Я не сказал ни Кульбину о том, что я голоден, ни Евреинову о твердом намерении осенью же выйти из «пандемониума Иеронима Нуля», в который выродилось наше содружество: моей гордости претило как сочувствие первого, так и одобрение второго.
Зато «травка», которой Нордман-Северова кормила гостей Репина, показалась мне, при всем моем пренебрежении к вегетарианству, вкуснее самого пышного бифштекса, а владелец «Пенатов», несмотря на его наскоки на футуризм, – человеком достаточно широких взглядов, способным преодолевать предрассудки поколения и школы.
В этом отношении он был совсем не похож на Леонида Андреева, не сумевшего в своих представлениях о «левом» искусстве возвыситься над уровнем газетного репортажа.
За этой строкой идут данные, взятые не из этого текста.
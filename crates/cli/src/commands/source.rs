// Copyright (c) 2025 Varshith Gudur. Licensed under AGPLv3.
use anyhow::bail;
use std::path::Path;
use std::sync::Arc;
use voltura_node::config::NodeConfig;
use voltura_node::events::TracingSink;
use voltura_node::source::{run_source, Conduct, SourceState};
use voltura_node::telemetry;

pub fn run(config_path: &Path, identity: &str, spoof_as: Option<String>) -> anyhow::Result<()> {
    telemetry::init_telemetry();
    let cfg = NodeConfig::load_or_init(config_path)?;

    let (content_dir, bind, role) = match identity {
        "oem" => (cfg.oem_content_dir.clone(), cfg.oem_bind, "source/oem"),
        "malicious" => (
            cfg.malicious_content_dir.clone(),
            cfg.malicious_bind,
            "source/malicious",
        ),
        other => bail!("unknown source identity '{other}'"),
    };
    std::fs::create_dir_all(&content_dir)?;

    let conduct = match spoof_as {
        Some(claims) => Conduct::Spoofing { claims },
        None => Conduct::Honest,
    };

    let state = Arc::new(SourceState {
        identity: identity.to_string(),
        content_dir,
        conduct,
        sink: Arc::new(TracingSink::new(role)),
    });

    let rt = tokio::runtime::Runtime::new()?;
    rt.block_on(run_source(state, bind))?;
    Ok(())
}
Поэтому когда Чуковский, сосватавший нас с Репиным, предложил поехать в Райволу, к Андрееву, соблазняя даже катанием на прославленной всеми иллюстрированными журналами яхте, я отказался наотрез: мне нисколько не улыбалась перспектива препирательства с обывателем на тему, усложнившуюся для меня благодаря моему отходу от футуризма.
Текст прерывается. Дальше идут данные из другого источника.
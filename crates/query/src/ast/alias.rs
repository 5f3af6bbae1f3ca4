//! Global alias uniquification.
//!
//! Every query node -- the root, each correlated subquery and each
//! related subquery -- is assigned a unique alias before building, so
//! the same table appearing twice never collides in storage keys or
//! relationship names. Aliases already present are preserved when
//! unique; collisions get a numeric suffix. The pass runs once, over
//! the whole tree, in pre-order (WHERE subqueries before related ones),
//! which makes the assignment deterministic.

use crate::ast::{Condition, QueryAst};
use hashbrown::HashSet;
use alloc::format;
use alloc::string::String;

/// Assigns a unique alias to every query node in the tree.
pub fn uniquify_aliases(mut ast: QueryAst) -> QueryAst {
    let mut used = HashSet::new();
    assign(&mut ast, &mut used);
    ast
}

fn assign(ast: &mut QueryAst, used: &mut HashSet<String>) {
    let base = ast
        .alias
        .clone()
        .unwrap_or_else(|| ast.table.clone());
    let mut candidate = base.clone();
    let mut suffix = 1usize;
    while used.contains(&candidate) {
        suffix += 1;
        candidate = format!("{}_{}", base, suffix);
    }
    used.insert(candidate.clone());
    ast.alias = Some(candidate);

    if let Some(condition) = &mut ast.where_clause {
        assign_condition(condition, used);
    }
    for related in &mut ast.related {
        assign(&mut related.subquery, used);
    }
}

fn assign_condition(condition: &mut Condition, used: &mut HashSet<String>) {
    match condition {
        Condition::Simple(_) => {}
        Condition::And(children) | Condition::Or(children) => {
            for child in children {
                assign_condition(child, used);
            }
        }
        Condition::Exists(exists) => assign(&mut exists.subquery, used),
    }
}
//! Row structure.
//!
//! A `Row` is an immutable ordered mapping from column name to value.
//! Rows are shared freely between operators, nodes and storage indexes,
//! so the column map sits behind an `Rc` and cloning a row is cheap.

use crate::value::Value;
use alloc::collections::BTreeMap;
use alloc::rc::Rc;
use alloc::string::String;
use alloc::vec::Vec;

static NULL: Value = Value::Null;

/// An immutable row of named values.
#[derive(Clone, Debug)]
pub struct Row {
    columns: Rc<BTreeMap<String, Value>>,
}

impl Row {
    /// Creates a row from an existing column map.
    pub fn new(columns: BTreeMap<String, Value>) -> Self {
        Self {
            columns: Rc::new(columns),
        }
    }

    /// Creates a row from (name, value) pairs.
    pub fn from_pairs<K, I>(pairs: I) -> Self
    where
        K: Into<String>,
        I: IntoIterator<Item = (K, Value)>,
    {
        let columns = pairs
            .into_iter()
            .map(|(k, v)| (k.into(), v))
            .collect::<BTreeMap<_, _>>();
        Self::new(columns)
    }

    /// Creates an empty row.
    pub fn empty() -> Self {
        Self::new(BTreeMap::new())
    }

    /// Gets a value by column name.
    #[inline]
    pub fn get(&self, column: &str) -> Option<&Value> {
        self.columns.get(column)
    }

    /// Gets a value by column name, treating missing columns as Null.
    #[inline]
    pub fn get_or_null(&self, column: &str) -> &Value {
        self.columns.get(column).unwrap_or(&NULL)
    }

    /// Returns a new row with one column replaced or added.
    pub fn with(&self, column: impl Into<String>, value: Value) -> Row {
        let mut columns = (*self.columns).clone();
        columns.insert(column.into(), value);
        Self::new(columns)
    }

    /// Extracts the values of the named columns, missing columns as Null.
    pub fn project(&self, columns: &[String]) -> Vec<Value> {
        columns
            .iter()
            .map(|c| self.get_or_null(c).clone())
            .collect()
    }

    /// Iterates over (column, value) pairs in column-name order.
    pub fn iter(&self) -> impl Iterator<Item = (&str, &Value)> {
        self.columns.iter().map(|(k, v)| (k.as_str(), v))
    }

    /// Returns the number of columns.
    #[inline]
    pub fn len(&self) -> usize {
        self.columns.len()
    }

    /// Returns true if this row has no columns.
    #[inline]
    pub fn is_empty(&self) -> bool {
        self.columns.is_empty()
    }
}

impl PartialEq for Row {
    fn eq(&self, other: &Self) -> bool {
        Rc::ptr_eq(&self.columns, &other.columns) || self.columns == other.columns
    }
}

impl Eq for Row {}

#[cfg(test)]
mod tests {
    use super::*;
    use alloc::vec;

    #[test]
    fn test_row_from_pairs() {
        let row = Row::from_pairs([("id", Value::Int(1)), ("name", Value::from("Alice"))]);
        assert_eq!(row.len(), 2);
        assert_eq!(row.get("id"), Some(&Value::Int(1)));
        assert_eq!(row.get("name"), Some(&Value::from("Alice")));
        assert_eq!(row.get("missing"), None);
    }

    #[test]
    fn test_row_get_or_null() {
        let row = Row::from_pairs([("id", Value::Int(1))]);
        assert_eq!(row.get_or_null("missing"), &Value::Null);
    }

    #[test]
    fn test_row_with() {
        let row = Row::from_pairs([("id", Value::Int(1)), ("age", Value::Int(20))]);
        let updated = row.with("age", Value::Int(21));
        assert_eq!(row.get("age"), Some(&Value::Int(20)));
        assert_eq!(updated.get("age"), Some(&Value::Int(21)));
        assert_eq!(updated.get("id"), Some(&Value::Int(1)));
    }

    #[test]
    fn test_row_project() {
        let row = Row::from_pairs([("a", Value::Int(1)), ("b", Value::Int(2))]);
        let key = row.project(&[String::from("b"), String::from("c")]);
        assert_eq!(key, vec![Value::Int(2), Value::Null]);
    }

    #[test]
    fn test_row_equality() {
        let a = Row::from_pairs([("id", Value::Int(1))]);
        let b = Row::from_pairs([("id", Value::Int(1))]);
        let c = Row::from_pairs([("id", Value::Int(2))]);
        assert_eq!(a, b);
        assert_ne!(a, c);
        // Clones share the same map.
        assert_eq!(a.clone(), a);
    }

    #[test]
    fn test_row_iter_ordered() {
        let row = Row::from_pairs([("b", Value::Int(2)), ("a", Value::Int(1))]);
        let names: Vec<&str> = row.iter().map(|(k, _)| k).collect();
        assert_eq!(names, vec!["a", "b"]);
    }
}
Чуковский, с которым я подружился по-настоящему, убеждал меня перебраться в Куоккалу; ему не приходило в голову, что сделать это мне так же трудно, как переселиться на Марс. Пожив день-два на берегу моря, я возвращался в Петербург, на Гулярную, где, скрывая от прислуги Шабельского мое мрачное единоборство с голодом, уверял ее, что ездил к себе на родину, в Футурию.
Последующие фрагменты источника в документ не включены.